No reviews reviewed during this analysis reported serious adverse health outcomes. The complaint pattern is consistent with a young D2C brand scaling operations rather than with a company distributing adulterated or mislabeled products.
Key Products and the Clinical Evidence Behind Them
Momentous's product line spans creatine, omega-3 fatty acids, protein (whey and plant-based), sleep support (including L-theanine and apigenin), and cognitive performance. Each category has a different evidence base.
Creatine Monohydrate
Creatine monohydrate has the strongest evidence base of any ergogenic supplement. The International Society of Sports Nutrition's 2017 position stand, updated in subsequent literature, supports 3 to 5 grams per day for lean mass accretion, strength performance, and cognitive function under conditions of sleep deprivation [8]. A 2022 meta-analysis published in the Journal of the International Society of Sports Nutrition (N=1,391 across 22 trials) found that creatine supplementation produced a mean increase of 1.37 kg in lean body mass compared with placebo (P<0.001) [9]. Momentous's creatine product is unflavored creatine monohydrate, the form used in the majority of clinical trials.
Omega-3 (EPA/DHA)
The American Heart Association recommends omega-3 fatty acid supplementation for patients with existing cardiovascular disease and supports dietary intake for primary prevention [10]. Momentous markets an omega-3 product with a disclosed EPA/DHA ratio. The REDUCE-IT trial (N=8,179) demonstrated that icosapentaenoic acid (EPA) at 4 grams per day reduced major adverse cardiovascular events by 25% compared with placebo in patients with elevated triglycerides [11]. Momentous's omega-3 is not a pharmaceutical-grade prescription product like Vascepa (icosapentaenoic acid); it is an over-the-counter supplement. Consumers should not extrapolate REDUCE-IT outcomes to OTC fish oil products, which differ substantially in EPA dose and formulation.
Sleep Support Stack
The Momentous sleep stack includes L-theanine (200 mg), magnesium threonate or bisglycinate (varying by SKU), and apigenin (50 mg). Huberman has publicly discussed this combination as part of his personal sleep protocol.

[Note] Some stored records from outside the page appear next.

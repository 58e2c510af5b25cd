//! Trip Card
//!
//! One shopping trip: date, summary, chosen store and its list.

use crate::api::SyncError;
use crate::models::{ListItemPayload, ListSaveRequest, StoreRecord, TripRecord};

use super::items::{ItemList, ItemListOwner};
use super::{parse_quantity, EditTracker};

/// The store a trip is planned at
#[derive(Debug, Clone, Default, PartialEq)]
pub struct StoreSelection {
    pub id: Option<u32>,
    pub name: String,
    pub address: String,
}

impl From<&StoreRecord> for StoreSelection {
    fn from(store: &StoreRecord) -> Self {
        Self { id: Some(store.id), name: store.name.clone(), address: store.address.clone() }
    }
}

#[derive(Debug, Clone, PartialEq)]
pub struct TripCard {
    pub id: u32,
    pub date: String,
    pub summary: String,
    pub store: StoreSelection,
    items: ItemList,
    tracker: EditTracker,
}

impl TripCard {
    pub fn from_record(record: &TripRecord) -> Self {
        let mut items = ItemList::new();
        for item in &record.items {
            items.push(item.id, item.item_id, item.name.clone(), item.quantity.to_string());
        }
        Self {
            id: record.id,
            date: record.date.clone(),
            summary: record.summary.clone(),
            store: StoreSelection {
                id: record.store_id,
                name: record.store_name.clone(),
                address: record.store_address.clone(),
            },
            items,
            tracker: EditTracker::new(),
        }
    }

    pub fn is_pending(&self) -> bool {
        self.tracker.is_pending()
    }

    /// Only a confirmed save clears Edit-Pending; a failed one keeps the
    /// save button up so the user can retry.
    pub fn settle_save<T>(&mut self, outcome: &Result<T, SyncError>) {
        if outcome.is_ok() {
            self.tracker.mark_saved();
        }
    }

    pub fn set_summary(&mut self, summary: String) {
        self.summary = summary;
        self.tracker.mark_dirty();
    }

    pub fn set_date(&mut self, date: String) {
        self.date = date;
        self.tracker.mark_dirty();
    }

    /// Choose a catalog store by id; updates the shown address.
    pub fn select_store(&mut self, catalog: &[StoreRecord], id: u32) -> bool {
        match catalog.iter().find(|s| s.id == id) {
            Some(store) => {
                self.store = StoreSelection::from(store);
                self.tracker.mark_dirty();
                true
            }
            None => false,
        }
    }

    /// Build the `/lists_save` body. Rows with a blank name are skipped.
    pub fn to_payload(&self) -> ListSaveRequest {
        let items = self
            .items
            .rows()
            .iter()
            .filter_map(|row| {
                let name = row.name.trim();
                (!name.is_empty()).then(|| ListItemPayload {
                    id: row.id,
                    item_id: row.item_id,
                    name: name.to_string(),
                    quantity: parse_quantity(&row.quantity),
                })
            })
            .collect();

        ListSaveRequest {
            trip_id: self.id,
            summary: self.summary.trim().to_string(),
            store_id: self.store.id,
            date: self.date.clone(),
            store_name: self.store.name.clone(),
            store_address: self.store.address.trim().to_string(),
            items,
        }
    }
}

impl ItemListOwner for TripCard {
    fn items(&self) -> &ItemList {
        &self.items
    }

    fn items_mut(&mut self) -> &mut ItemList {
        &mut self.items
    }

    fn touched(&mut self) {
        self.tracker.mark_dirty();
    }

    /// Non-blank text reveals the save button; clearing it while the
    /// list has no rows hides it again.
    fn draft_input(&mut self, text: String) {
        let blank = text.trim().is_empty();
        self.items.set_draft_name(text);
        if !blank {
            self.tracker.mark_dirty();
        } else if self.items.is_empty() {
            self.tracker.withdraw();
        }
    }
}

#[cfg(test)]
mod tests {
    use super::*;
    use crate::api::testing::{client, MockTransport};
    use crate::models::ListItemRecord;
    use serde_json::json;

    /// The record the card would be rendered from after a reload
    fn to_record(card: &TripCard) -> TripRecord {
        TripRecord {
            id: card.id,
            date: card.date.clone(),
            summary: card.summary.clone(),
            store_id: card.store.id,
            store_name: card.store.name.clone(),
            store_address: card.store.address.clone(),
            items: card
                .items
                .rows()
                .iter()
                .map(|row| ListItemRecord {
                    id: row.id,
                    item_id: row.item_id,
                    name: row.name.clone(),
                    quantity: parse_quantity(&row.quantity),
                })
                .collect(),
        }
    }

    fn record() -> TripRecord {
        serde_json::from_value(json!({
            "id": 4,
            "date": "2026-10-10",
            "summary": "Weekly shop ",
            "store_id": 2,
            "store_name": "Corner Market",
            "store_address": " 1 Main St ",
            "items": [
                { "id": 10, "item_id": 100, "name": "Milk", "quantity": 2 },
                { "id": 11, "name": "Bread", "quantity": 1 }
            ]
        }))
        .unwrap()
    }

    async fn save(card: &mut TripCard, transport: MockTransport) {
        let api = client(transport);
        let outcome = api.save_list(&card.to_payload()).await;
        card.settle_save(&outcome);
    }

    fn catalog() -> Vec<StoreRecord> {
        vec![
            StoreRecord { id: 2, name: "Corner Market".into(), address: "1 Main St".into() },
            StoreRecord { id: 3, name: "Big Box".into(), address: "9 Ring Rd".into() },
        ]
    }

    #[test]
    fn test_payload_shape() {
        let card = TripCard::from_record(&record());
        let value = serde_json::to_value(card.to_payload()).unwrap();
        assert_eq!(value, json!({
            "trip_id": 4,
            "summary": "Weekly shop",
            "store_id": 2,
            "date": "2026-10-10",
            "store_name": "Corner Market",
            "store_address": "1 Main St",
            "items": [
                { "id": 10, "itemId": 100, "name": "Milk", "quantity": 2 },
                { "id": 11, "itemId": null, "name": "Bread", "quantity": 1 }
            ]
        }));
    }

    #[test]
    fn test_rerender_is_idempotent() {
        let mut card = TripCard::from_record(&record());
        let key = card.items().keys()[1];
        card.edit_name(key, "   ".into());

        let first = card.to_payload();
        let rerendered = TripCard::from_record(&to_record(&card));
        assert_eq!(rerendered.to_payload(), first);
        assert_eq!(first.items.len(), 1);
    }

    #[test]
    fn test_blank_names_are_skipped() {
        let mut card = TripCard::from_record(&record());
        card.draft_input("Eggs".into());
        card.commit_draft();
        let key = card.items().keys()[0];
        card.edit_name(key, "".into());

        let names: Vec<_> = card.to_payload().items.into_iter().map(|i| i.name).collect();
        assert_eq!(names, vec!["Bread", "Eggs"]);
    }

    #[test]
    fn test_delete_all_sends_empty_items() {
        let mut card = TripCard::from_record(&record());
        for key in card.items().keys() {
            card.delete_row(key);
        }
        assert!(card.is_pending());
        let value = serde_json::to_value(card.to_payload()).unwrap();
        assert_eq!(value["items"], json!([]));
    }

    #[test]
    fn test_edits_reveal_until_saved() {
        let mut card = TripCard::from_record(&record());
        assert!(!card.is_pending());

        let key = card.items().keys()[0];
        card.toggle_checked(key);
        assert!(card.is_pending());
        assert_eq!(card.to_payload(), TripCard::from_record(&record()).to_payload());

        card.settle_save(&Ok(()));
        assert!(!card.is_pending());
    }

    #[test]
    fn test_select_store_updates_address() {
        let mut card = TripCard::from_record(&record());
        assert!(card.select_store(&catalog(), 3));
        assert_eq!(card.store.address, "9 Ring Rd");
        assert_eq!(card.to_payload().store_id, Some(3));
        assert!(card.is_pending());

        assert!(!card.select_store(&catalog(), 99));
        assert_eq!(card.store.name, "Big Box");
    }

    #[test]
    fn test_clearing_draft_on_empty_list_hides_save() {
        let mut card = TripCard::from_record(&TripRecord {
            id: 1,
            date: String::new(),
            summary: String::new(),
            store_id: None,
            store_name: String::new(),
            store_address: String::new(),
            items: vec![],
        });
        card.draft_input("Ch".into());
        assert!(card.is_pending());
        card.draft_input("".into());
        assert!(!card.is_pending());
    }

    #[test]
    fn test_clearing_draft_with_rows_keeps_save() {
        let mut card = TripCard::from_record(&record());
        card.draft_input("Ch".into());
        card.draft_input("".into());
        assert!(card.is_pending());
    }

    #[test]
    fn test_enter_and_blur_commit_once() {
        let mut card = TripCard::from_record(&record());
        card.draft_input("Cheese".into());
        let snapshot = card.items().draft().name.trim().to_string();

        card.commit_draft();
        card.commit_draft_if(&snapshot);

        assert_eq!(card.to_payload().items.len(), 3);
    }

    #[test]
    fn test_duplicate_store_names_keep_their_own_id() {
        let catalog = vec![
            StoreRecord { id: 2, name: "Costco".into(), address: "1 North Rd".into() },
            StoreRecord { id: 7, name: "Costco".into(), address: "9 South Rd".into() },
        ];
        let mut card = TripCard::from_record(&record());
        assert!(card.select_store(&catalog, 7));

        let payload = card.to_payload();
        assert_eq!(payload.store_id, Some(7));
        assert_eq!(payload.store_address, "9 South Rd");
    }

    #[tokio::test]
    async fn test_failed_save_keeps_pending() {
        let mut card = TripCard::from_record(&record());
        card.set_summary("Party shop".into());

        save(&mut card, MockTransport::default().reply(500, r#"{"error": "database is locked"}"#)).await;
        assert!(card.is_pending());

        save(&mut card, MockTransport::default().fail("Failed to fetch")).await;
        assert!(card.is_pending());

        save(&mut card, MockTransport::default().reply(200, r#"{"success": true}"#)).await;
        assert!(!card.is_pending());
    }
}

L-theanine at 200 mg has modest supporting evidence for reducing sleep onset latency in small trials [12]. Magnesium supplementation has demonstrated benefit for sleep quality in older adults with low magnesium status in a randomized controlled trial (N=46, P<0.05) [13]. Apigenin, a flavonoid that modulates GABA-A receptors, has very limited human clinical trial data at the doses used in supplements; most mechanistic work is preclinical.
Protein Products
Momentous offers whey protein isolate and plant-based protein. Whey protein's role in muscle protein synthesis post-exercise is supported by decades of RCT data. A 2018 systematic review in the British Journal of Sports Medicine (N=1,863 across 49 trials) found protein supplementation produced a mean 0.3 kg greater lean mass gain vs. Placebo during resistance training [14]. The Momentous product provides 20 grams of protein per serving with disclosed amino acid profiles, which is consistent with formulations used in clinical research.
Is Momentous Legit? A Structured Assessment
This question, frequently searched by consumers, deserves a direct answer structured around specific criteria rather than a general endorsement or dismissal.

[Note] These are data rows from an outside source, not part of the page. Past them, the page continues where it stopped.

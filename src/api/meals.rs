//! Meals endpoint

use crate::models::MealsSaveRequest;

use super::{AfterSave, ApiClient, SyncError, Transport};

impl<T: Transport> ApiClient<T> {
    /// `POST /meals_save`, then reload to show server-assigned ids
    pub async fn save_meals(&self, request: &MealsSaveRequest) -> Result<AfterSave, SyncError> {
        log::info!("[MEALS] Saving {} meals", request.meals.len());
        self.send_body(reqwest::Method::POST, "/meals_save".to_string(), request).await?;
        Ok(AfterSave::ReloadPage)
    }
}

#[cfg(test)]
mod tests {
    use super::*;
    use crate::api::testing::{client, MockTransport};
    use serde_json::json;

    #[tokio::test]
    async fn test_empty_meals_still_posts() {
        let api = client(MockTransport::default().reply(200, "{}"));
        let after = api.save_meals(&MealsSaveRequest { meals: vec![] }).await.unwrap();
        assert_eq!(after, AfterSave::ReloadPage);
        assert_eq!(api.transport().requests()[0].body, Some(json!({ "meals": [] })));
    }

    #[tokio::test]
    async fn test_error_without_message_uses_fallback() {
        let api = client(MockTransport::default().reply(500, "{}"));
        let err = api.save_meals(&MealsSaveRequest { meals: vec![] }).await.unwrap_err();
        assert_eq!(format!("Failed to save meals: {}", err), "Failed to save meals: Unknown error");
    }
}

Certification legitimacy: Yes. NSF Certified for Sport and Informed Sport certificates are independently verifiable and represent real third-party testing. Check certificate numbers on the NSF and Informed Sport databases directly.
Advisor credentials: Yes, the named advisors hold genuine academic and clinical positions. Huberman is a published neuroscientist; Attia is a licensed MD; Galpin holds a PhD and has published peer-reviewed research on creatine and exercise physiology. Financial relationships exist and should be factored into how consumers interpret their recommendations.

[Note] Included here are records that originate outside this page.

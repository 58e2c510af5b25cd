//! Trip carousel: one trip card visible, stepped with Previous/Next.

#[derive(Debug, Clone, Copy, PartialEq, Eq)]
pub struct Carousel {
    len: usize,
    index: Option<usize>,
}

impl Carousel {
    /// Start on the most recent (last) entry.
    pub fn new(len: usize) -> Self {
        Self { len, index: len.checked_sub(1) }
    }

    pub fn is_current(&self, index: usize) -> bool {
        self.index == Some(index)
    }

    pub fn can_prev(&self) -> bool {
        matches!(self.index, Some(i) if i > 0)
    }

    pub fn can_next(&self) -> bool {
        matches!(self.index, Some(i) if i + 1 < self.len)
    }

    pub fn prev(&mut self) {
        if self.can_prev() {
            self.index = self.index.map(|i| i - 1);
        }
    }

    pub fn next(&mut self) {
        if self.can_next() {
            self.index = self.index.map(|i| i + 1);
        }
    }
}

Regulatory standing: No FDA warning letters on record. Products comply with DSHEA. Creatine and the other core ingredients have established safety profiles.
Consumer complaints: Operational and billing complaints exist. No documented safety signal. The subscription model requires careful review before purchase.
Price: Momentous charges a significant premium over commodity supplement brands. At approximately $40 per month for creatine, it costs roughly four to eight times the price of commodity creatine monohydrate products that carry equivalent NSF certification. Consumers paying the premium are paying for brand, advisor association, and convenience, not for a clinically different product.
The evidence-based answer: Momentous sells legitimate, certified supplements with real ingredient doses, backed by advisors with genuine credentials, at a substantial price premium over functionally equivalent alternatives.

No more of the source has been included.